▸ **Data records**

----

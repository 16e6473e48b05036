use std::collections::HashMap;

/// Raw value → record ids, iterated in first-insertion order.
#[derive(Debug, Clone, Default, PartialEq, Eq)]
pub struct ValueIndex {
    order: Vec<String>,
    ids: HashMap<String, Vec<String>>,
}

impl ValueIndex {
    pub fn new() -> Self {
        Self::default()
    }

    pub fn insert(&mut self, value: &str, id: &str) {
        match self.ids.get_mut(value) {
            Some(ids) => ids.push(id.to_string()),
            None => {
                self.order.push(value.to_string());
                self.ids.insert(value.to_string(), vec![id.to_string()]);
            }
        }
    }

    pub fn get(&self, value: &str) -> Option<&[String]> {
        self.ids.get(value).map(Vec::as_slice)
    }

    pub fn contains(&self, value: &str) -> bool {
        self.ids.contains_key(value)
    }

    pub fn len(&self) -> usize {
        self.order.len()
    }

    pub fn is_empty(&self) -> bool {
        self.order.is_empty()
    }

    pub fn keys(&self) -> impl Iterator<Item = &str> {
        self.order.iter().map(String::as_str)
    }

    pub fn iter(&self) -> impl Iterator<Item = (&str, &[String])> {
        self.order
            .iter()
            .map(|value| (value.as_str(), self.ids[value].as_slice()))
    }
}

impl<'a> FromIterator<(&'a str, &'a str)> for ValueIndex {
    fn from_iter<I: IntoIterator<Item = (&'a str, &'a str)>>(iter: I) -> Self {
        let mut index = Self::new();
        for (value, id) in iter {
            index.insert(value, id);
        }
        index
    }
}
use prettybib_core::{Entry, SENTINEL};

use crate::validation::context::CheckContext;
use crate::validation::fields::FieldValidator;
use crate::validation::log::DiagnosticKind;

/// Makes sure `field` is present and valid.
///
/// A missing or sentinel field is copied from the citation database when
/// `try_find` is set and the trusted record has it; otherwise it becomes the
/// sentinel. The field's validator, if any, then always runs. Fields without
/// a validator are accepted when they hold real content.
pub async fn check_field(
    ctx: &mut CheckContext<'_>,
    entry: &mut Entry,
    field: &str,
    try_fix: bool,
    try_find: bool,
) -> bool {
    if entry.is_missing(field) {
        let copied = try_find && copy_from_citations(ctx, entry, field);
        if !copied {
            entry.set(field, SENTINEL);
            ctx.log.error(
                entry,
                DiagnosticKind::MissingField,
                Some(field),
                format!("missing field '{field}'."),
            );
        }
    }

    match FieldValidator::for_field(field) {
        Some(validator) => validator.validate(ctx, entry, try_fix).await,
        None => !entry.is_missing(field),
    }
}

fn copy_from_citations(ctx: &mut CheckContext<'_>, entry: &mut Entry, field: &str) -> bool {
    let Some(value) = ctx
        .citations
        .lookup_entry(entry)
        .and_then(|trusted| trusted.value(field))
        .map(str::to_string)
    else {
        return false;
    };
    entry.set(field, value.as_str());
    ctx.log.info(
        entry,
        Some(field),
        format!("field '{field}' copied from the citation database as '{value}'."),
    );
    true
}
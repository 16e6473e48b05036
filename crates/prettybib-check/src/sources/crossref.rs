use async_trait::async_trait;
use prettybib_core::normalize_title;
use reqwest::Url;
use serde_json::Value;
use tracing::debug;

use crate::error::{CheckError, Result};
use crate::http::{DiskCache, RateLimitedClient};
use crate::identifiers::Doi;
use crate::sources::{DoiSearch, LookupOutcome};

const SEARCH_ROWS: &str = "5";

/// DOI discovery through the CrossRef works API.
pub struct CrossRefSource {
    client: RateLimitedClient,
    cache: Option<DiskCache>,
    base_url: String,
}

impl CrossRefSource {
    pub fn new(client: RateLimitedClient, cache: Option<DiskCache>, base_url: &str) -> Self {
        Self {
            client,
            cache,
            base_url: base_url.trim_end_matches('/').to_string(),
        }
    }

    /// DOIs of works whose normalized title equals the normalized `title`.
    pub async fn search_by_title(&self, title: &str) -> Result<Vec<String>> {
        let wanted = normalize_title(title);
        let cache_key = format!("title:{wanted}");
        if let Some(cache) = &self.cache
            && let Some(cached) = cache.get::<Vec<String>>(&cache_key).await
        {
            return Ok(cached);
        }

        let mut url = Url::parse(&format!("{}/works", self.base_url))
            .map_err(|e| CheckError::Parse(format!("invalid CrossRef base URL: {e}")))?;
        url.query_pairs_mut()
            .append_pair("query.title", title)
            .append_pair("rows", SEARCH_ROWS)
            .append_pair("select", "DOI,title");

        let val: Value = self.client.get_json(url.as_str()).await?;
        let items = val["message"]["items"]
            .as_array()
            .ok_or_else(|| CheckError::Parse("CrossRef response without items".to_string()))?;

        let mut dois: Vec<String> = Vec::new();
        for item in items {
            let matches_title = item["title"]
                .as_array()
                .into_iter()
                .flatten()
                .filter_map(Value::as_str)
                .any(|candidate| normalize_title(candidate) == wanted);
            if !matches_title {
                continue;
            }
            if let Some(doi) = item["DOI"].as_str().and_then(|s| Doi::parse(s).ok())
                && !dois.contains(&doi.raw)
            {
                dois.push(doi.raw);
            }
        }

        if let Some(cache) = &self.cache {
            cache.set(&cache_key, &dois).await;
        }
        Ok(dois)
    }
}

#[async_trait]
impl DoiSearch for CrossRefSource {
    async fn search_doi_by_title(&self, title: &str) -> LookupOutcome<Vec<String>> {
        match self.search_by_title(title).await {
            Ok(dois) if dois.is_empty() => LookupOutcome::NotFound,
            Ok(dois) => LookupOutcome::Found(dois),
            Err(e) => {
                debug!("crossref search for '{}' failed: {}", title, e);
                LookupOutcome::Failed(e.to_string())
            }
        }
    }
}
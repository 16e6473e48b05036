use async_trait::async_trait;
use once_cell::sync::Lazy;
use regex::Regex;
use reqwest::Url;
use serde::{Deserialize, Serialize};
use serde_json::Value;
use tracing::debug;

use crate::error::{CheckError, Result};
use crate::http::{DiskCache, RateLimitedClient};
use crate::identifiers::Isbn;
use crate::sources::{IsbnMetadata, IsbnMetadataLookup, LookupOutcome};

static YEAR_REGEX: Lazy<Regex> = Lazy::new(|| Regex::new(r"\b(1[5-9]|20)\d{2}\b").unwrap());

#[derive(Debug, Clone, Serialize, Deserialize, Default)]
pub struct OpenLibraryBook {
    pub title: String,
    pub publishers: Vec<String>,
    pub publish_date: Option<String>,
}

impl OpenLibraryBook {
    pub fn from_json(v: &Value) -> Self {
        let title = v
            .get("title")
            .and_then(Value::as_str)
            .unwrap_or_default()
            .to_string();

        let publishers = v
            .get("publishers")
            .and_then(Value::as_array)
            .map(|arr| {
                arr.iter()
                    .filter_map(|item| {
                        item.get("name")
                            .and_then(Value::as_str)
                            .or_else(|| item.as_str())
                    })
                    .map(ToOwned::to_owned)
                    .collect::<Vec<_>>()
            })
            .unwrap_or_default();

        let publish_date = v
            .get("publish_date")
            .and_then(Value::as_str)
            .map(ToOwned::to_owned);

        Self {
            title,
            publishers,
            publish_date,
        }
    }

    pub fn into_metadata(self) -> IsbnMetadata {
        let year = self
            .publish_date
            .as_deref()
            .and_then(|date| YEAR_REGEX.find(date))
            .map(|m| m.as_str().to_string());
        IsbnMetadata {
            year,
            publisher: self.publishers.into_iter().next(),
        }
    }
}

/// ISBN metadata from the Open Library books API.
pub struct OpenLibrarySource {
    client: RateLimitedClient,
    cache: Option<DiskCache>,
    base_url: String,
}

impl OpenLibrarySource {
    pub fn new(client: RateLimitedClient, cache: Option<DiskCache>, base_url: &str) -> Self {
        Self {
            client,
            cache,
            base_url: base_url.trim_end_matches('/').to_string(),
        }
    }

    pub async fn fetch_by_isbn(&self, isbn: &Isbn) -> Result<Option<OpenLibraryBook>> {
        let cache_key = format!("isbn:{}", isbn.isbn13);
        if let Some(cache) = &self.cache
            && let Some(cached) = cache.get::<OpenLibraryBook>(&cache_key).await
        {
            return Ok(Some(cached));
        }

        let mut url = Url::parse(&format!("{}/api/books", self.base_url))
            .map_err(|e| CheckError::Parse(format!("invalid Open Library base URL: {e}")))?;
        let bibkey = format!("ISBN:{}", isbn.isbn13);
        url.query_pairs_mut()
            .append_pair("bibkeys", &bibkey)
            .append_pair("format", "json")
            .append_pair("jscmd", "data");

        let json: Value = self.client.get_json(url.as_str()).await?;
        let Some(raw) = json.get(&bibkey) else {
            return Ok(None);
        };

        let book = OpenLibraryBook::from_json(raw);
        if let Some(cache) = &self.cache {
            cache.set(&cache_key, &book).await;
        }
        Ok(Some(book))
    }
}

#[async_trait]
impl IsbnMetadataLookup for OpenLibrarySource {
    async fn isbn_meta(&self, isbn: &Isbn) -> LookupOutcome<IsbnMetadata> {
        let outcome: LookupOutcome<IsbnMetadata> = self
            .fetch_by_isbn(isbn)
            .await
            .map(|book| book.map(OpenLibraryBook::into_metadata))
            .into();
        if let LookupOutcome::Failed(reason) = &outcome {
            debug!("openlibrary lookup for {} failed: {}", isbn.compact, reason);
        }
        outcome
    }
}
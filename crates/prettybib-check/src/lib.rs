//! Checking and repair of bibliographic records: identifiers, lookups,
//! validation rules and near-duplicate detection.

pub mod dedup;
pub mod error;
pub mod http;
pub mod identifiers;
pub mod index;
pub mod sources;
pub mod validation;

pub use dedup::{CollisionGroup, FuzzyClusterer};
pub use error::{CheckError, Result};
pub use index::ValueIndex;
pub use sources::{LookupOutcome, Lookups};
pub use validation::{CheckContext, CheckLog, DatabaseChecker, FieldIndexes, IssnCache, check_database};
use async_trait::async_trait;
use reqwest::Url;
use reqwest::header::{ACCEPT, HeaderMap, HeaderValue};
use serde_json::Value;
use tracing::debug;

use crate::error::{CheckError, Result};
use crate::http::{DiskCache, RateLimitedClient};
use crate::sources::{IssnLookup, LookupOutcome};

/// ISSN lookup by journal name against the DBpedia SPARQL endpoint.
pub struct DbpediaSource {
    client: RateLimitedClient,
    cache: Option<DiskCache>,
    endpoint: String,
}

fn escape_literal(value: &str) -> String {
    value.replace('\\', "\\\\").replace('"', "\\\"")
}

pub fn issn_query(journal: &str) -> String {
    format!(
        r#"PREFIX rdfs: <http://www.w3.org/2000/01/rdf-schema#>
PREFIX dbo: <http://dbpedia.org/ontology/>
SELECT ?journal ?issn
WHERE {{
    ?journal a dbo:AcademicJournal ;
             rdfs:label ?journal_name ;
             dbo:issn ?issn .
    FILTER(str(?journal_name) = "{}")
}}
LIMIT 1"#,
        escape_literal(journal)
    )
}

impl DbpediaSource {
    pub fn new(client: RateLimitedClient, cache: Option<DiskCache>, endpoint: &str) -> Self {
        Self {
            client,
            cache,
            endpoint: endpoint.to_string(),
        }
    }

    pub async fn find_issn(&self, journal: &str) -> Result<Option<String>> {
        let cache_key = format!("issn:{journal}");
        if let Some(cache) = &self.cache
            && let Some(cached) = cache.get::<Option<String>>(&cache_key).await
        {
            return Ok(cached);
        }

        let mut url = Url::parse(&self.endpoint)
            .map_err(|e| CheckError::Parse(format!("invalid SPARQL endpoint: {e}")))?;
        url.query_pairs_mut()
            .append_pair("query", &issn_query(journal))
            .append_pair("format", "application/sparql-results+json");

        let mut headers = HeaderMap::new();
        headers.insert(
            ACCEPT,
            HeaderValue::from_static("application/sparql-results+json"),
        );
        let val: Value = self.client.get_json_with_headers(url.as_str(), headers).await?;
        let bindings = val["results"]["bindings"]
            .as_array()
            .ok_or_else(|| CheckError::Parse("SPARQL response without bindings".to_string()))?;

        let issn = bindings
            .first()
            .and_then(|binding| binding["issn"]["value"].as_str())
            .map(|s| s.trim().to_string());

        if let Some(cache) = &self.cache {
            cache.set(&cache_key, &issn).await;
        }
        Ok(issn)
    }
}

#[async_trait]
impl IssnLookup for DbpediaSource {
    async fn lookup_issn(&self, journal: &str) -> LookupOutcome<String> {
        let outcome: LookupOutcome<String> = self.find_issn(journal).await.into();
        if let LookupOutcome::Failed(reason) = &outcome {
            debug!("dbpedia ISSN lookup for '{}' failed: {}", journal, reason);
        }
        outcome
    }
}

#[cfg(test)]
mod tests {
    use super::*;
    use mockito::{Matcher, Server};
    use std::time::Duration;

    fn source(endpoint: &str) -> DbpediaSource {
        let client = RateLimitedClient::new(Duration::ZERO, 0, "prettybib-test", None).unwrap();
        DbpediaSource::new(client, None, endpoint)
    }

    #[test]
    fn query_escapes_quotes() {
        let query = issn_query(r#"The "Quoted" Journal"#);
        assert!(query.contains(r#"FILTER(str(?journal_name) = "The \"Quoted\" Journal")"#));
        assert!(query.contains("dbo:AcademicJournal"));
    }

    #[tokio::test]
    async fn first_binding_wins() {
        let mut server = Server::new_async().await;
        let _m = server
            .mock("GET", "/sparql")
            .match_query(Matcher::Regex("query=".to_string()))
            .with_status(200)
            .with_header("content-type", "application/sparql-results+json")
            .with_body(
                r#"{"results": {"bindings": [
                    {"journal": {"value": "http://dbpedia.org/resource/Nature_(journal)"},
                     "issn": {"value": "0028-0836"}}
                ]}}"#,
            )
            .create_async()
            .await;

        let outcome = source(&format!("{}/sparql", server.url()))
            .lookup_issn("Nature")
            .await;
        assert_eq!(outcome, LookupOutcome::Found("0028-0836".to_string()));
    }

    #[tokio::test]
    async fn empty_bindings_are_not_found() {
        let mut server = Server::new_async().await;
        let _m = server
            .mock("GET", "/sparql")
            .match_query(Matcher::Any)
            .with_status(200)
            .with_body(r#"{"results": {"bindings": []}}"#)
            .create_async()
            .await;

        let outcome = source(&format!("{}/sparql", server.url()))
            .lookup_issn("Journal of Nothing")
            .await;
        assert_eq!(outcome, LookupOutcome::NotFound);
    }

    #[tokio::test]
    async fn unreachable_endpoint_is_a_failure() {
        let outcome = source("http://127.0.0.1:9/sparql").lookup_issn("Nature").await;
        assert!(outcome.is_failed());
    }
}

----

▸ **Problem requirements**
Reproduce the entries above exactly, starting at their first line and finishing with the line that contains "it becomes the".

▸ **Answer to this problem**
repository 16e6473e48b05036
use std::collections::HashMap;

/// Raw value → record ids, iterated in first-insertion order.
#[derive(Debug, Clone, Default, PartialEq, Eq)]
pub struct ValueIndex {
    order: Vec<String>,
    ids: HashMap<String, Vec<String>>,
}

impl ValueIndex {
    pub fn new() -> Self {
        Self::default()
    }

    pub fn insert(&mut self, value: &str, id: &str) {
        match self.ids.get_mut(value) {
            Some(ids) => ids.push(id.to_string()),
            None => {
                self.order.push(value.to_string());
                self.ids.insert(value.to_string(), vec![id.to_string()]);
            }
        }
    }

    pub fn get(&self, value: &str) -> Option<&[String]> {
        self.ids.get(value).map(Vec::as_slice)
    }

    pub fn contains(&self, value: &str) -> bool {
        self.ids.contains_key(value)
    }

    pub fn len(&self) -> usize {
        self.order.len()
    }

    pub fn is_empty(&self) -> bool {
        self.order.is_empty()
    }

    pub fn keys(&self) -> impl Iterator<Item = &str> {
        self.order.iter().map(String::as_str)
    }

    pub fn iter(&self) -> impl Iterator<Item = (&str, &[String])> {
        self.order
            .iter()
            .map(|value| (value.as_str(), self.ids[value].as_slice()))
    }
}

impl<'a> FromIterator<(&'a str, &'a str)> for ValueIndex {
    fn from_iter<I: IntoIterator<Item = (&'a str, &'a str)>>(iter: I) -> Self {
        let mut index = Self::new();
        for (value, id) in iter {
            index.insert(value, id);
        }
        index
    }
}
use prettybib_core::{Entry, SENTINEL};

use crate::validation::context::CheckContext;
use crate::validation::fields::FieldValidator;
use crate::validation::log::DiagnosticKind;

/// Makes sure `field` is present and valid.
///
/// A missing or sentinel field is copied from the citation database when
/// `try_find` is set and the trusted record has it; otherwise it becomes the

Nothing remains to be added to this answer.